Rejected Lesson Plan #45: "Macbeth" and the Deeper Meaning

Assignment: Create a lesson plan for William Shakespeare's Macbeth that doesn't totally suck.

Goals: Students will be able to read at an eighteenth-grade level, memorize a Shakespearean speech, and cure world hunger.

Assignment:

1) Give students the following definition: "A double entendre is a figure of speech in which a spoken phrase is devised to be understood in either of two ways. Often the first meaning is straightforward, while the second meaning is less so: often risqué, inappropriate, or ironic."

2) Belittle your class for not already knowing this.

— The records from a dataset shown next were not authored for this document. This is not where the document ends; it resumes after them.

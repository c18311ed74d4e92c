use crate::model::Status;
use crate::remote::document::{fields, DecodeError, Document, FieldValue, Fields, FromDocument};
use chrono::{DateTime, Utc};
use serde::{Deserialize, Serialize};
use slice_framework::{Keyed, Patch};
use std::fmt;

/// What an account is allowed to do.
#[derive(Debug, Clone, Copy, Default, PartialEq, Eq, Hash, Serialize, Deserialize)]
#[serde(rename_all = "lowercase")]
pub enum Role {
    Admin,
    #[default]
    User,
    Vet,
}

impl Role {
    pub fn as_str(&self) -> &'static str {
        match self {
            Role::Admin => "admin",
            Role::User => "user",
            Role::Vet => "vet",
        }
    }

    /// Unknown or empty roles fall back to [`Role::User`].
    pub fn parse(raw: &str) -> Self {
        match raw {
            "admin" => Role::Admin,
            "vet" => Role::Vet,
            _ => Role::User,
        }
    }
}

impl fmt::Display for Role {
    fn fmt(&self, f: &mut fmt::Formatter<'_>) -> fmt::Result {
        f.write_str(self.as_str())
    }
}

/// A registered account's profile, stored at `users/{uid}`.
#[derive(Debug, Clone, PartialEq, Serialize, Deserialize)]
#[serde(rename_all = "camelCase")]
pub struct User {
    pub id: String,
    pub name: String,
    pub email: String,
    pub role: Role,
    pub status: Status,
    pub created_at: Option<DateTime<Utc>>,
    pub updated_at: Option<DateTime<Utc>>,
}

impl User {
    /// Fields written for a freshly registered account.
    pub fn registration_fields(name: &str, email: &str) -> Fields {
        fields([
            ("email", FieldValue::from(email)),
            ("name", FieldValue::from(name)),
            ("role", FieldValue::from(Role::User.as_str())),
            ("status", FieldValue::from(Status::Active.as_str())),
            ("createdAt", FieldValue::ServerTimestamp),
        ])
    }
}

impl FromDocument for User {
    fn from_document(doc: &Document) -> Result<Self, DecodeError> {
        Ok(Self {
            id: doc.id.clone(),
            name: doc.text("name")?,
            email: doc.text("email")?,
            role: Role::parse(&doc.text("role")?),
            status: Status::parse(&doc.text("status")?),
            created_at: doc.timestamp("createdAt"),
            updated_at: doc.timestamp("updatedAt"),
        })
    }
}

impl Keyed for User {
    fn key(&self) -> &str {
        &self.id
    }
}

/// Admin edit of an account.
#[derive(Debug, Clone, PartialEq)]
pub struct UserEdit {
    pub name: String,
    pub role: Role,
    pub status: Status,
    pub updated_at: Option<DateTime<Utc>>,
}

impl UserEdit {
    pub fn new(name: impl Into<String>, role: Role, status: Status) -> Self {
        Self {
            name: name.into(),
            role,
            status,
            updated_at: None,
        }
    }

    pub fn to_fields(&self) -> Fields {
        fields([
            ("name", FieldValue::from(self.name.as_str())),
            ("role", FieldValue::from(self.role.as_str())),
            ("status", FieldValue::from(self.status.as_str())),
            ("updatedAt", FieldValue::ServerTimestamp),
        ])
    }
}

impl Patch<User> for UserEdit {
    fn apply(self, target: &mut User) {
        target.name = self.name;
        target.role = self.role;
        target.status = self.status;
        if self.updated_at.is_some() {
            target.updated_at = self.updated_at;
        }
    }
}

#[cfg(test)]
mod tests {
    use super::*;

    #[test]
    fn test_decode_defaults_role_and_status() {
        let doc = Document::new("u1", fields([("name", "Ann"), ("role", "owner")]));
        let user = User::from_document(&doc).unwrap();
        assert_eq!(user.role, Role::User);
        assert_eq!(user.status, Status::Disabled);
        assert_eq!(user.email, "");
    }

    #[test]
    fn test_timestamps_serialize_as_rfc3339_or_null() {
        let doc = Document::new(
            "u1",
            fields([
                ("name", FieldValue::from("Ann")),
                ("status", FieldValue::from("active")),
                ("createdAt", FieldValue::from("2024-05-01T09:30:00Z")),
            ]),
        );
        let user = User::from_document(&doc).unwrap();
        let json = serde_json::to_value(&user).unwrap();

        assert_eq!(json["createdAt"], "2024-05-01T09:30:00Z");
        assert!(json["updatedAt"].is_null());
        assert_eq!(json["status"], "active");
        assert_eq!(json["role"], "user");
    }
}
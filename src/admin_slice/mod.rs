//! # Admin Slice
//!
//! Mirrors of every collection for the moderation pages, plus edit-by-id for users, pets
//! and appointments. All actions require an admin session.

pub mod state;

pub use state::*;

use crate::clients::{AdminClient, SessionClient};
use crate::remote::DocumentStore;
use slice_framework::SliceActor;
use std::sync::Arc;

/// Creates the admin actor and its client.
pub fn new(
    buffer_size: usize,
    session: SessionClient,
    store: Arc<dyn DocumentStore>,
) -> (SliceActor<AdminState>, AdminClient) {
    let (actor, client) = SliceActor::new(AdminState::default(), buffer_size);
    (actor, AdminClient::new(client, session, store))
}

3) Read the following paragraph to your class:
Macbeth is a play with lots of deep meaning. You have to go really deep into it to get it out. I mean deep inside. You need to be deep inside Macbeth, and then pull out in order to see what you're doing. Go in, and then go out. Never stop. Keep pushing into it until eventually, your insight will explode.
4) Tell students, "Oh now, wasn't that nice?" Maybe light a cigarette here.

5) Assign the Porter's Speech in Macbeth (Act II, Scene iii). Tell them to find all the double entendres they possibly can.

6) Consult the Want Ads and begin looking for another job.